Defined contribution savings are being rolled into IRAs at a record rate, largely due to the pandemic’s impact on job dislocation, according to a study by LIMRA’s Secure Retirement Institute. The study looked at what drove investors to make these decisions and who had the greatest influence in the decision.

Typically, DC plan participants who retire or change jobs roll more than $500 billion a year into IRAs, according to the study, which predicts rollovers will exceed $760 billion annually within five years. In 2019, rollovers were $565 billion, while in 2020, the pandemic year in which millions lost jobs, $623 billion was rolled over.

Much of this growth is due to “the accrual of balances in workplace savings plans,” but these “rollovers rank among the largest financial transactions Americans will make,” the study notes.

The study, “Money in Motion: Understanding the Dynamics of the IRA Rollover Market,” found that six in 10 of investors ages 40 to 75 who recently left jobs moved their DC plan savings into IRAs.
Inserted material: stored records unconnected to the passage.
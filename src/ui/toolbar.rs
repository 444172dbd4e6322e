// Copyright (c) 2025, Jason Jenkins
// SPDX-License-Identifier: BSD-3-Clause

//! Toolbar with the image and export commands.

/// What the toolbar needs to know about the editor.
pub struct ToolbarState<'a> {
    pub image_name: Option<&'a str>,
    pub loading_image: bool,
    pub exporting: bool,
    pub user_email: Option<&'a str>,
}

pub enum ToolbarAction {
    None,
    OpenImage,
    Export,
}

/// Display the toolbar.
pub fn show(ui: &mut egui::Ui, state: &ToolbarState<'_>) -> ToolbarAction {
    let mut action = ToolbarAction::None;
    ui.horizontal(|ui| {
        ui.spacing_mut().item_spacing.x = 8.0;

        let open = ui.add_enabled(!state.loading_image, egui::Button::new("🖼 Open Image"));
        if open.clicked() {
            action = ToolbarAction::OpenImage;
        }

        let can_export = state.image_name.is_some() && !state.exporting;
        ui.add_enabled_ui(can_export, |ui| {
            if ui.button("⬇ Export").clicked() {
                action = ToolbarAction::Export;
            }
        });
        if state.exporting {
            ui.spinner();
            ui.label(egui::RichText::new("Exporting...").weak());
        }

        ui.separator();

        let hint = match state.image_name {
            Some(name) => format!("{name}  ·  drag the box to move, corners to resize, background to pan"),
            None => "Open a photo to start crafting your post".to_string(),
        };
        ui.label(egui::RichText::new(hint).italics().weak());

        if let Some(email) = state.user_email {
            ui.with_layout(egui::Layout::right_to_left(egui::Align::Center), |ui| {
                ui.label(egui::RichText::new(email).weak());
            });
        }
    });
    action
}
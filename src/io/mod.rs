// Copyright (c) 2025, Jason Jenkins
// SPDX-License-Identifier: BSD-3-Clause

//! File I/O for photos and exported images.

pub mod media;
It also found that a majority of those (51%) spoke with financial professionals before rolling over the balance. Older investors (ages 65 to 75) were more likely (56%) to speak with a financial professional than younger ones.

The report also found:

  • Most investors (54%) made the decision to roll their DC plan prior to leaving their job, as much as 90 days before.
  • Those with larger balances were “more deliberate” in their moves. In fact, the study found that 68% of those who rolled a balance of $500,000 or more did so before leaving the positions.
  • Twenty-six percent of those who left an employer in the past two years kept the entire balance in the DC plan. Reasons included: convenience, a decision hadn’t been made, the performance in plan was good, they did not need the money and the former plan had good service.

Those who did leave money in a former plan typically were younger and were women. Also, those more likely to leave savings in the DC funds worked at an educational institution, a hospital/health care organization, government employer or an employer of 5,000 employees or more.

However, “These accounts represent future money in motion, as investors may decide to cash out, roll over, transfer, or begin taking income from the account at any point,” said Drew Maresca, research director, Retirement Research, in a statement.

The study also found that only 3% of those who left their job in last two years converted their savings into an annuity. The study states that could reflect “the low availability of this payout options — only 28% of these investors had an annuity payout option.”